What is needed
Would you return, word for word, the lines of the data below from the line with "triangle.swap(0, 2);" through the line with "every selected vertex.", and no others?

Supplied material
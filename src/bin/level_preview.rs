//! Level Preview
//!
//! Headless smoke binary: builds a level from a seed, drives a car across
//! it for a few simulated seconds, and prints what the level contains.
//!
//! Usage: `level-preview [seed]`

use glam::Vec3;

use grove_drift_engine::frame::FrameClock;
use grove_drift_engine::player::{DriveInput, VehicleController};
use grove_drift_engine::world::{LevelParams, build_level};

fn main() {
    let seed = std::env::args()
        .nth(1)
        .and_then(|arg| arg.parse::<f64>().ok())
        .unwrap_or(22.0);

    let params = LevelParams {
        seed,
        ..LevelParams::default()
    };
    println!("[Preview] building level for seed {}", seed);
    let level = build_level(&params);

    println!(
        "[Preview] floor mesh: {} vertices, {} triangles",
        level.floor.vertices.len(),
        level.floor.triangle_count()
    );
    println!(
        "[Preview] collision: {} floors / {} walls across {} grid cells",
        level.collision.faces().floors.len(),
        level.collision.faces().walls.len(),
        level.collision.grid().cell_count()
    );
    println!("[Preview] spirits to collect: {}", level.spirit_points().len());

    // Drive straight ahead for five simulated seconds
    let spawn = level.spawn_points[0] + Vec3::new(0.0, 2.0, 0.0);
    let mut car = VehicleController::new(spawn);
    let mut clock = FrameClock::default();
    let input = DriveInput {
        throttle: 1.0,
        ..DriveInput::default()
    };

    let mut simulated = 0.0_f32;
    while simulated < 5.0 {
        let elapsed = 1.0 / 60.0;
        for _ in 0..clock.tick(elapsed) {
            car.update(clock.step_seconds(), &input, &level.collision);
        }
        simulated += elapsed;
    }

    let traveled = (car.state.chassis_center - spawn).length();
    println!(
        "[Preview] car drove {:.1}m, resting at ({:.1}, {:.1}, {:.1}), grounded: {}",
        traveled,
        car.state.chassis_center.x,
        car.state.chassis_center.y,
        car.state.chassis_center.z,
        car.state.grounded
    );
}
impl MoldableMesh {
    pub fn empty() -> Self {
        Self::default()
    }

    /// An axis-aligned box centered on the origin, each face a grid plane
    /// subdivided `segments` times along its two axes.
    ///
    /// Faces do not share vertices: seams stay hard until a cross-plane
    /// normal pass welds them.
    pub fn cuboid(width: f32, height: f32, depth: f32, segments: [usize; 3]) -> Self {
        let [sx, sy, sz] = segments.map(|s| s.max(1));
        let mut mesh = Self::empty();
        // (u, v, w, udir, vdir, plane width, plane height, signed offset)
        mesh.build_plane(2, 1, 0, -1.0, -1.0, depth, height, width, sz, sy); // +x
        mesh.build_plane(2, 1, 0, 1.0, -1.0, depth, height, -width, sz, sy); // -x
        mesh.build_plane(0, 2, 1, 1.0, 1.0, width, depth, height, sx, sz); // +y
        mesh.build_plane(0, 2, 1, 1.0, -1.0, width, depth, -height, sx, sz); // -y
        mesh.build_plane(0, 1, 2, 1.0, -1.0, width, height, depth, sx, sy); // +z
        mesh.build_plane(0, 1, 2, -1.0, -1.0, width, height, -depth, sx, sy); // -z
        mesh.select_all();
        mesh
    }

    /// A one-sided horizontal plane (the top face of a box), facing +Y.
    pub fn plane(width: f32, depth: f32, segments_x: usize, segments_z: usize) -> Self {
        let mut mesh = Self::empty();
        mesh.build_plane(
            0,
            2,
            1,
            1.0,
            1.0,
            width,
            depth,
            0.0,
            segments_x.max(1),
            segments_z.max(1),
        );
        mesh.select_all();
        mesh
    }

    /// Emit one subdivided grid plane. `u`/`v`/`w` are component indices
    /// into [`Vec3`]; the plane spans `u` x `v` and sits at `offset / 2`
    /// along `w`, facing the sign of `offset`.
    fn build_plane(
        &mut self,
        u: usize,
        v: usize,
        w: usize,
        udir: f32,
        vdir: f32,
        plane_width: f32,
        plane_height: f32,
        offset: f32,
        grid_x: usize,
        grid_y: usize,
    ) {
        let segment_width = plane_width / grid_x as f32;
        let segment_height = plane_height / grid_y as f32;
        let half_width = plane_width / 2.0;
        let half_height = plane_height / 2.0;

        let mut normal = Vec3::ZERO;
        normal[w] = if offset >= 0.0 { 1.0 } else { -1.0 };

        let base = self.positions.len();
        for iy in 0..=grid_y {
            let y = iy as f32 * segment_height - half_height;
            for ix in 0..=grid_x {
                let x = ix as f32 * segment_width - half_width;
                let mut position = Vec3::ZERO;
                position[u] = x * udir;
                position[v] = y * vdir;
                position[w] = offset / 2.0;
                self.positions.push(position);
                self.normals.push(normal);
                self.uvs
                    .push(Vec2::new(ix as f32 / grid_x as f32, 1.0 - iy as f32 / grid_y as f32));
                self.depths.push(0.0);
            }
        }

        let stride = grid_x + 1;
        for iy in 0..grid_y {
            for ix in 0..grid_x {
                let a = (base + ix + stride * iy) as u16;
                let b = (base + ix + stride * (iy + 1)) as u16;
                let c = (base + ix + 1 + stride * (iy + 1)) as u16;
                let d = (base + ix + 1 + stride * iy) as u16;
                self.indices.extend_from_slice(&[a, b, d, b, c, d]);
            }
        }
        debug_assert!(self.positions.len() <= u16::MAX as usize + 1);
    }

    // ------------------------------------------------------------------
    // Selection
    // ------------------------------------------------------------------

    /// Select every vertex.
    pub fn select_all(&mut self) -> &mut Self {
        self.selection = (0..self.positions.len()).collect();
        self
    }

    /// Add the given vertex indices to the working set.
    pub fn select(&mut self, indices: &[usize]) -> &mut Self {
        for &index in indices {
            debug_assert!(index < self.positions.len());
            if !self.selection.contains(&index) {
                self.selection.push(index);
            }
        }
        self
    }

    /// Remove the given vertex indices from the working set.
    pub fn deselect(&mut self, indices: &[usize]) -> &mut Self {
        self.selection.retain(|i| !indices.contains(i));
        self
    }

    /// Replace the working set with every vertex whose position satisfies
    /// the predicate.
    pub fn select_where(&mut self, predicate: impl Fn(Vec3) -> bool) -> &mut Self {
        self.selection = (0..self.positions.len())
            .filter(|&i| predicate(self.positions[i]))
            .collect();
        self
    }

    /// Swap the working set for its complement.
    pub fn invert_selection(&mut self) -> &mut Self {
        let selected: Vec<bool> = {
            let mut flags = vec![false; self.positions.len()];
            for &i in &self.selection {
                flags[i] = true;
            }
            flags
        };
        self.selection = (0..self.positions.len()).filter(|&i| !selected[i]).collect();
        self
    }

    pub fn selection_len(&self) -> usize {
        self.selection.len()
    }

    // ------------------------------------------------------------------
    // Transforms (act on the working set, in place)
    // ------------------------------------------------------------------

    pub fn translate(&mut self, delta: Vec3) -> &mut Self {
        for &i in &self.selection {
            self.positions[i] += delta;
        }
        self
    }

    /// Scale about the origin, per component.
    pub fn scale(&mut self, factor: Vec3) -> &mut Self {
        for &i in &self.selection {
            self.positions[i] *= factor;
        }
        self
    }

    /// Rotate about the origin by XYZ Euler angles in radians.
    pub fn rotate(&mut self, euler: Vec3) -> &mut Self {
        let rotation = Mat3::from_euler(EulerRot::XYZ, euler.x, euler.y, euler.z);
        for &i in &self.selection {
            self.positions[i] = rotation * self.positions[i];
        }
        self
    }

    /// Project selected vertices onto the sphere of `radius` about the
    /// origin. Vertices at the origin stay put.
    pub fn spherify(&mut self, radius: f32) -> &mut Self {
        for &i in &self.selection {
            self.positions[i] = self.positions[i].normalize_or_zero() * radius;
        }
        self
    }

    /// Project selected vertices onto a cylinder of `radius` around `axis`,
    /// optionally about an off-origin `center` in the cross-section plane.
    /// The axis component of each vertex is preserved.
    pub fn cylindrify(&mut self, radius: f32, axis: Axis, center: Option<Vec2>) -> &mut Self {
        let center = center.unwrap_or(Vec2::ZERO);
        let (a, b) = match axis {
            // Cross-section plane components, in (center.x, center.y) order
            Axis::X => (1, 2),
            Axis::Y => (0, 2),
            Axis::Z => (0, 1),
        };
        for &i in &self.selection {
            let p = self.positions[i];
            let radial = Vec2::new(p[a] - center.x, p[b] - center.y);
            let projected = radial.normalize_or_zero() * radius + center;
            let mut q = p;
            q[a] = projected.x;
            q[b] = projected.y;
            self.positions[i] = q;
        }
        self
    }

    /// Displace each selected vertex along a noise-derived direction,
    /// `scale` units at full amplitude.
    ///
    /// The displacement is a pure function of the vertex position, so
    /// coincident vertices (plane seams) move identically and the seam
    /// stays closed.
    pub fn noisify(&mut self, field: &NoiseField, scale: f32) -> &mut Self {
        for &i in &self.selection {
            let p = self.positions[i].as_dvec3() * NOISIFY_FREQUENCY;
            let displacement = Vec3::new(
                field.noise(p, NOISIFY_PERIOD) as f32,
                field.noise(p + DVec3::splat(17.31), NOISIFY_PERIOD) as f32,
                field.noise(p - DVec3::splat(43.7), NOISIFY_PERIOD) as f32,
            );
            self.positions[i] += displacement * scale;
        }
        self
    }

    /// Move each selected vertex to `f(position)`.
    ///
    /// The workhorse behind heightmap terrain: the floor plane selects all
    /// and displaces each vertex to its sampled height.
    pub fn displace(&mut self, f: impl Fn(Vec3) -> Vec3) -> &mut Self {
        for &i in &self.selection {
            self.positions[i] = f(self.positions[i]);
        }
        self
    }

    /// Reverse the winding of every triangle, flipping which side is culled.
    pub fn invert(&mut self) -> &mut Self {
        for triangle in self.indices.chunks_exact_mut(3) {
            triangle.swap(0, 2);
        }
        self
    }

    /// Remove the selected vertices, drop every triangle that references
    /// one, and renumber the surviving index-buffer entries. Clears the
    /// selection.
    pub fn delete_selected(&mut self) -> &mut Self {
        let count = self.positions.len();
        let mut removed = vec![false; count];
        for &i in &self.selection {
            removed[i] = true;
        }

        let mut remap = vec![0u16; count];
        let mut next = 0u16;
        for i in 0..count {
            if !removed[i] {
                remap[i] = next;
                next += 1;
            }
        }

        let surviving: Vec<u16> = self
            .indices
            .chunks_exact(3)
            .filter(|tri| tri.iter().all(|&ix| !removed[ix as usize]))
            .flat_map(|tri| tri.iter().map(|&ix| remap[ix as usize]))
            .collect();
        self.indices = surviving;

        retain_kept(&mut self.positions, &removed);
        retain_kept(&mut self.normals, &removed);
        retain_kept(&mut self.uvs, &removed);
        retain_kept(&mut self.depths, &removed);

        self.selection.clear();
        self
    }

    /// Append another builder's vertices and triangles onto this one.
    /// Indices are offset by the current vertex count; the working set is
    /// left untouched.
    pub fn merge(&mut self, other: &MoldableMesh) -> &mut Self {
        let offset = self.positions.len();
        debug_assert!(offset + other.positions.len() <= u16::MAX as usize + 1);
        self.positions.extend_from_slice(&other.positions);
        self.normals.extend_from_slice(&other.normals);
        self.uvs.extend_from_slice(&other.uvs);
        self.depths.extend_from_slice(&other.depths);
        self.indices
            .extend(other.indices.iter().map(|&i| i + offset as u16));
        self
    }

    /// Overwrite the texture-depth attribute of every selected vertex.
    pub fn set_texture_depth(&mut self, depth: f32) -> &mut Self {
        for &i in &self.selection {
            self.depths[i] = depth;
        }
        self
    }

    /// Overwrite the texture-depth attribute per selected vertex from its
    /// position.
    pub fn set_texture_depth_where(&mut self, depth_at: impl Fn(Vec3) -> f32) -> &mut Self {
        for &i in &self.selection {
            self.depths[i] = depth_at(self.positions[i]);
        }
        self
    }

    // ------------------------------------------------------------------
    // Normals
    // ------------------------------------------------------------------

    /// Per-vertex normals averaged by array index.
    ///
    /// Vertices on a seam between two planes are distinct entries, so each
    /// side keeps its own flat-ish normal - right for boxy shapes.
    pub fn compute_normals_per_plane(&mut self) -> &mut Self {
        let accumulated = self.accumulate_face_normals(None);
        for (i, n) in accumulated.into_iter().enumerate() {
            self.normals[i] = n.normalize_or_zero();
        }
        self
    }

    /// Per-vertex normals averaged by vertex position across the current
    /// selection.
    ///
    /// Coincident selected vertices are collapsed to one representative,
    /// the index buffer is remapped through that collapse for the
    /// averaging, and the result is scattered back to every duplicate -
    /// shading then flows smoothly across plane seams.
    pub fn compute_normals_cross_plane(&mut self) -> &mut Self {
        let count = self.positions.len();
        let mut representative: HashMap<[u32; 3], usize> = HashMap::new();
        let mut remap: Vec<usize> = (0..count).collect();
        for &i in &self.selection {
            let p = self.positions[i];
            // +0.0 folds -0.0 onto +0.0 so both zero signs weld
            let key = [
                (p.x + 0.0).to_bits(),
                (p.y + 0.0).to_bits(),
                (p.z + 0.0).to_bits(),
            ];
            remap[i] = *representative.entry(key).or_insert(i);
        }

        let accumulated = self.accumulate_face_normals(Some(&remap));
        for i in 0..count {
            self.normals[i] = accumulated[remap[i]].normalize_or_zero();
        }
        self
    }

    /// Sum area-weighted face normals per vertex slot, optionally routing
    /// each index through a remap first.
    fn accumulate_face_normals(&self, remap: Option<&[usize]>) -> Vec<Vec3> {
        let mut accumulated = vec![Vec3::ZERO; self.positions.len()];
        for triangle in self.indices.chunks_exact(3) {
            let route = |ix: u16| match remap {
                Some(map) => map[ix as usize],
                None => ix as usize,
            };
            let (a, b, c) = (route(triangle[0]), route(triangle[1]), route(triangle[2]));
            let normal =
                (self.positions[b] - self.positions[a]).cross(self.positions[c] - self.positions[a]);
            accumulated[a] += normal;
            accumulated[b] += normal;
            accumulated[c] += normal;
        }
        accumulated
    }

    // ------------------------------------------------------------------
    // Finalization
    // ------------------------------------------------------------------

    /// Flatten the arena into renderable attribute buffers.
    ///
    /// Call after the molding chain; call again if the mesh is mutated
    /// afterwards.
    pub fn done(&self) -> MeshBuffers {
        let vertices = (0..self.positions.len())
            .map(|i| WorldVertex {
                position: self.positions[i].to_array(),
                normal: self.normals[i].to_array(),
                uv: self.uvs[i].to_array(),
                texture_depth: self.depths[i],
            })
            .collect();
        MeshBuffers {
            vertices,
            indices: self.indices.clone(),
        }
    }

    pub fn vertex_count(&self) -> usize {
        self.positions.len()
    }

    pub fn index_count(&self) -> usize {
        self.indices.len()
    }

    pub fn position(&self, index: usize) -> Vec3 {
        self.positions[index]
    }

    pub fn normal(&self, index: usize) -> Vec3 {
        self.normals[index]
    }

    pub fn indices(&self) -> &[u16] {
        &self.indices
    }
}
//! Heightmap Module
//!
//! The 256x256 scalar field every level starts from. Synthesized from the
//! level's noise field, or decoded from an 8-bit grayscale image when a
//! level ships a hand-drawn map.

use crate::noise::{NoiseField, NoiseStyle};

/// Cells per heightmap axis.
pub const HEIGHTMAP_SIZE: usize = 256;

/// How much the rim of the world is lifted to pen the car in.
pub const BORDER_LIFT: f32 = 40.0;

/// Height the lifted rim clamps to (unless the terrain is already higher).
pub const BORDER_RIM: f32 = 50.0;

/// Error decoding an image-sourced heightmap.
#[derive(Debug)]
pub enum HeightmapError {
    Decode(image::ImageError),
    /// The decoded image was not square
    NotSquare { width: u32, height: u32 },
}

impl std::fmt::Display for HeightmapError {
    fn fmt(&self, f: &mut std::fmt::Formatter<'_>) -> std::fmt::Result {
        match self {
            HeightmapError::Decode(e) => write!(f, "heightmap decode failed: {}", e),
            HeightmapError::NotSquare { width, height } => {
                write!(f, "heightmap image must be square, got {}x{}", width, height)
            }
        }
    }
}

impl std::error::Error for HeightmapError {}

/// A square scalar field indexed `y * size + x`.
#[derive(Clone, Debug)]
pub struct Heightmap {
    size: usize,
    values: Vec<f32>,
}

impl Heightmap {
    /// Synthesize from fractal noise. Deterministic for a given field.
    pub fn from_noise(
        field: &NoiseField,
        size: usize,
        frequency: f64,
        octaves: u32,
        style: NoiseStyle,
        scale: f64,
    ) -> Self {
        Self {
            size,
            values: field.landscape(size, frequency, octaves, style, scale),
        }
    }

    /// Decode from an 8-bit grayscale (or converted-to-grayscale) image.
    /// Luma 0..255 maps linearly onto `0..scale`.
    pub fn from_luma_image(bytes: &[u8], scale: f32) -> Result<Self, HeightmapError> {
        let decoded = image::load_from_memory(bytes).map_err(HeightmapError::Decode)?;
        let luma = decoded.to_luma8();
        let (width, height) = luma.dimensions();
        if width != height {
            return Err(HeightmapError::NotSquare { width, height });
        }
        Ok(Self {
            size: width as usize,
            values: luma.pixels().map(|p| p.0[0] as f32 / 255.0 * scale).collect(),
        })
    }

    pub fn from_values(size: usize, values: Vec<f32>) -> Self {
        debug_assert_eq!(values.len(), size * size);
        Self { size, values }
    }

    pub fn size(&self) -> usize {
        self.size
    }

    pub fn values(&self) -> &[f32] {
        &self.values
    }

    pub fn get(&self, x: usize, y: usize) -> f32 {
        self.values[y * self.size + x]
    }

    pub fn set(&mut self, x: usize, y: usize, value: f32) {
        self.values[y * self.size + x] = value;
    }

    /// Bilinear sample at fractional cell coordinates, clamped to the edge.
    pub fn sample_bilinear(&self, fx: f32, fy: f32) -> f32 {
        let max = (self.size - 1) as f32;
        let fx = fx.clamp(0.0, max);
        let fy = fy.clamp(0.0, max);
        let x0 = fx.floor() as usize;
        let y0 = fy.floor() as usize;
        let x1 = (x0 + 1).min(self.size - 1);
        let y1 = (y0 + 1).min(self.size - 1);
        let tx = fx - x0 as f32;
        let ty = fy - y0 as f32;

        let top = self.get(x0, y0) * (1.0 - tx) + self.get(x1, y0) * tx;
        let bottom = self.get(x0, y1) * (1.0 - tx) + self.get(x1, y1) * tx;
        top * (1.0 - ty) + bottom * ty
    }

    /// Lift the outer `margin` cells into a bowl rim so the car cannot
    /// drive off the edge of the world.
    ///
    /// The lift fades linearly from full strength at the edge to nothing at
    /// `margin` cells in. Every outermost cell ends at least
    /// `min(original + BORDER_LIFT, BORDER_RIM)`.
    pub fn raise_border(&mut self, margin: usize) {
        if margin == 0 {
            return;
        }
        let size = self.size;
        for y in 0..size {
            for x in 0..size {
                let edge_distance = x.min(y).min(size - 1 - x).min(size - 1 - y);
                if edge_distance >= margin {
                    continue;
                }
                let strength = 1.0 - edge_distance as f32 / margin as f32;
                let value = self.get(x, y);
                let lifted = (value + BORDER_LIFT * strength).min(BORDER_RIM.max(value));
                self.set(x, y, lifted);
            }
        }
    }

    /// Clamp every cell to at least `min_height`, so lakes always keep a
    /// bed under the water plane.
    pub fn clamp_lake_bed(&mut self, min_height: f32) {
        for value in &mut self.values {
            *value = value.max(min_height);
        }
    }
}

Answer area
            triangle.swap(0, 2);
        }
        self
    }

    /// Remove the selected vertices, drop every triangle that references
    /// one, and renumber the surviving index-buffer entries. Clears the
    /// selection.
    pub fn delete_selected(&mut self) -> &mut Self {
        let count = self.positions.len();
        let mut removed = vec![false; count];
        for &i in &self.selection {
            removed[i] = true;
        }

        let mut remap = vec![0u16; count];
        let mut next = 0u16;
        for i in 0..count {
            if !removed[i] {
                remap[i] = next;
                next += 1;
            }
        }

        let surviving: Vec<u16> = self
            .indices
            .chunks_exact(3)
            .filter(|tri| tri.iter().all(|&ix| !removed[ix as usize]))
            .flat_map(|tri| tri.iter().map(|&ix| remap[ix as usize]))
            .collect();
        self.indices = surviving;

        retain_kept(&mut self.positions, &removed);
        retain_kept(&mut self.normals, &removed);
        retain_kept(&mut self.uvs, &removed);
        retain_kept(&mut self.depths, &removed);

        self.selection.clear();
        self
    }

    /// Append another builder's vertices and triangles onto this one.
    /// Indices are offset by the current vertex count; the working set is
    /// left untouched.
    pub fn merge(&mut self, other: &MoldableMesh) -> &mut Self {
        let offset = self.positions.len();
        debug_assert!(offset + other.positions.len() <= u16::MAX as usize + 1);
        self.positions.extend_from_slice(&other.positions);
        self.normals.extend_from_slice(&other.normals);
        self.uvs.extend_from_slice(&other.uvs);
        self.depths.extend_from_slice(&other.depths);
        self.indices
            .extend(other.indices.iter().map(|&i| i + offset as u16));
        self
    }

    /// Overwrite the texture-depth attribute of every selected vertex.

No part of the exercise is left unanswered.